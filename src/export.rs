use crate::config::Settings;
use crate::error::{AppError, Result};
use crate::output;
use crate::sheets::{Authorizer, SERVICE_ID, SheetOperations, Token, TokenCache};
use crate::sheets::{acquire_token, load_client_secret};
use indicatif::ProgressStyle;
use std::io::Write;
use std::path::PathBuf;
use tracing::{Span, instrument};
use tracing_indicatif::span_ext::IndicatifSpanExt;
use tracing_indicatif::suspend_tracing_indicatif;
use yup_oauth2::ApplicationSecret;

#[derive(Debug, PartialEq)]
pub struct ExportSummary {
    pub rows: usize,
    pub output: PathBuf,
}

/// Runs one export: credentials, token, fetch, print, CSV.
///
/// The authorizer and sheets client are built through the supplied
/// constructors so the flow can run against fakes.
pub struct Exporter {
    settings: Settings,
}

impl Exporter {
    pub fn new(settings: Settings) -> Self {
        Self { settings }
    }

    pub fn token_cache(&self) -> TokenCache {
        TokenCache::new(&self.settings.cache_dir, SERVICE_ID)
    }

    /// Load the client secret and acquire a token, interactively if the
    /// cache cannot be used.
    pub async fn authenticate<A, MA>(&self, make_authorizer: MA) -> Result<Token>
    where
        A: Authorizer + Sync,
        MA: FnOnce(&ApplicationSecret) -> Result<A>,
    {
        let secret = load_client_secret(&self.settings.client_secret)?;
        let authorizer = make_authorizer(&secret)?;
        acquire_token(&self.token_cache(), &authorizer).await
    }

    #[instrument(name = "Export", skip_all, fields(range = %self.settings.range))]
    pub async fn run<A, S, MA, MS, W>(
        &self,
        make_authorizer: MA,
        connect: MS,
        console: &mut W,
    ) -> Result<ExportSummary>
    where
        A: Authorizer + Sync,
        S: SheetOperations + Sync,
        MA: FnOnce(&ApplicationSecret) -> Result<A>,
        MS: FnOnce(&Token) -> Result<S>,
        W: Write,
    {
        let span = Span::current();
        span.pb_set_style(
            &ProgressStyle::with_template("{spinner:.green} {span_name} {msg}")
                .map_err(|e| AppError::Other(e.into()))?,
        );

        span.pb_set_message("authenticating");
        let token = self.authenticate(make_authorizer).await?;
        let sheets = connect(&token)?;

        span.pb_set_message("fetching");
        let rows = sheets
            .fetch_range(&self.settings.spreadsheet_id, &self.settings.range)
            .await?;

        suspend_tracing_indicatif(|| output::print_rows(console, &rows))?;

        span.pb_set_message("writing");
        output::write_rows(&self.settings.output, &rows)?;

        Ok(ExportSummary {
            rows: rows.len(),
            output: self.settings.output.clone(),
        })
    }
}

#[cfg(test)]
mod mocks {
    use super::*;
    use async_trait::async_trait;
    use serde_json::Value;
    use std::sync::{Arc, Mutex};

    #[derive(Clone, Default)]
    pub(crate) struct MockSheetsClient {
        pub rows: Vec<Vec<Value>>,
        pub requests: Arc<Mutex<Vec<(String, String)>>>,
    }

    #[async_trait]
    impl SheetOperations for MockSheetsClient {
        async fn fetch_range(&self, spreadsheet_id: &str, range: &str) -> Result<Vec<Vec<Value>>> {
            self.requests
                .lock()
                .unwrap()
                .push((spreadsheet_id.to_string(), range.to_string()));
            Ok(self.rows.clone())
        }
    }
}
use thiserror::Error;

#[derive(Error, Debug)]
pub enum AppError {
    #[error("Configuration error: {0}")]
    Config(String),

    #[error("Token cache error: {0}")]
    TokenCache(String),

    #[error("OAuth2 authentication error: {0}")]
    Auth(String),

    #[error("Google Sheets API error: {0}")]
    Sheets(String),

    #[error("Output error: {0}")]
    Output(String),

    #[error("Unexpected cell value at row {row}, column {column}: {value}")]
    DataShape {
        row: usize,
        column: usize,
        value: String,
    },

    #[error("IO error: {0}")]
    Io(#[from] std::io::Error),

    #[error("{0}")]
    Other(#[from] anyhow::Error),
}

pub type Result<T> = std::result::Result<T, AppError>;
use crate::error::{AppError, Result};
use serde::{Deserialize, Serialize};
use std::fs;
use std::path::{Path, PathBuf};

const CONFIG_DIR_PREFIX: &str = "gsheet-export";

pub const DEFAULT_SPREADSHEET_ID: &str = "1zFjra05ZGfaVgKNorPdvAU-bh0QDkOn-CVoXjWtiw2w";
pub const DEFAULT_RANGE: &str = "A3:F6";
pub const DEFAULT_CLIENT_SECRET: &str = "client_secret.json";
pub const DEFAULT_OUTPUT: &str = "gsheet_result.csv";
const DEFAULT_CACHE_DIR: &str = ".credentials";

/// Optional settings read from `config.toml`. Every field may be omitted.
#[derive(Debug, Serialize, Deserialize, Clone, Default)]
#[serde(default)]
pub struct Config {
    pub sheet: SheetConfig,
    pub paths: PathsConfig,
}

#[derive(Debug, Serialize, Deserialize, Clone, Default)]
#[serde(default)]
pub struct SheetConfig {
    pub spreadsheet_id: Option<String>,
    pub range: Option<String>,
}

#[derive(Debug, Serialize, Deserialize, Clone, Default)]
#[serde(default)]
pub struct PathsConfig {
    pub client_secret: Option<PathBuf>,
    pub cache_dir: Option<PathBuf>,
    pub output: Option<PathBuf>,
}

impl Config {
    /// Load the config file, falling back to defaults when it does not exist.
    pub fn load() -> Result<Self> {
        match Self::xdg_dirs().find_config_file("config.toml") {
            Some(path) => Self::load_from(&path),
            None => Ok(Self::default()),
        }
    }

    pub fn load_from(path: &Path) -> Result<Self> {
        if !path.exists() {
            return Ok(Self::default());
        }

        let contents = fs::read_to_string(path)
            .map_err(|e| AppError::Config(format!("Failed to read {:?}: {}", path, e)))?;
        toml::from_str(&contents)
            .map_err(|e| AppError::Config(format!("Failed to parse config: {}", e)))
    }

    fn xdg_dirs() -> xdg::BaseDirectories {
        xdg::BaseDirectories::with_prefix(CONFIG_DIR_PREFIX)
    }

    /// Get the config file path, creating its directory
    pub fn config_file() -> Result<PathBuf> {
        Self::xdg_dirs()
            .place_config_file("config.toml")
            .map_err(|e| AppError::Config(format!("Failed to create config directory: {}", e)))
    }
}

/// Where the token cache lives unless told otherwise: `~/.credentials`.
pub fn default_cache_dir() -> Result<PathBuf> {
    home::home_dir()
        .map(|home| home.join(DEFAULT_CACHE_DIR))
        .ok_or_else(|| {
            AppError::Config("Unable to determine home directory, pass --cache-dir".to_string())
        })
}

/// How the authorization code reaches us during the interactive flow.
#[derive(Debug, Clone, Copy, PartialEq, Eq)]
pub enum AuthMode {
    /// Print the URL and read the pasted code from stdin.
    Console,
    /// Receive the browser redirect on a local port.
    Loopback { port: u16 },
}

/// Fully resolved inputs for one run.
#[derive(Debug, Clone, PartialEq)]
pub struct Settings {
    pub client_secret: PathBuf,
    pub cache_dir: PathBuf,
    pub output: PathBuf,
    pub spreadsheet_id: String,
    pub range: String,
    pub auth_mode: AuthMode,
}

/// Values given on the command line. They take precedence over the config file.
#[derive(Debug, Clone, Default)]
pub struct Overrides {
    pub client_secret: Option<PathBuf>,
    pub cache_dir: Option<PathBuf>,
    pub output: Option<PathBuf>,
    pub spreadsheet_id: Option<String>,
    pub range: Option<String>,
    pub listen: Option<u16>,
}

impl Settings {
    pub fn resolve(overrides: Overrides, config: Config) -> Result<Self> {
        let cache_dir = match overrides.cache_dir.or(config.paths.cache_dir) {
            Some(dir) => dir,
            None => default_cache_dir()?,
        };

        let auth_mode = match overrides.listen {
            Some(port) => AuthMode::Loopback { port },
            None => AuthMode::Console,
        };

        Ok(Self {
            client_secret: overrides
                .client_secret
                .or(config.paths.client_secret)
                .unwrap_or_else(|| PathBuf::from(DEFAULT_CLIENT_SECRET)),
            cache_dir,
            output: overrides
                .output
                .or(config.paths.output)
                .unwrap_or_else(|| PathBuf::from(DEFAULT_OUTPUT)),
            spreadsheet_id: overrides
                .spreadsheet_id
                .or(config.sheet.spreadsheet_id)
                .unwrap_or_else(|| DEFAULT_SPREADSHEET_ID.to_string()),
            range: overrides
                .range
                .or(config.sheet.range)
                .unwrap_or_else(|| DEFAULT_RANGE.to_string()),
            auth_mode,
        })
    }
}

+ + + +

> WORK TASK:
Going through the listing above, please work out how many lines contain the word "AuthMode", and give the number alone.

> RESULT FOR THIS TASK:
4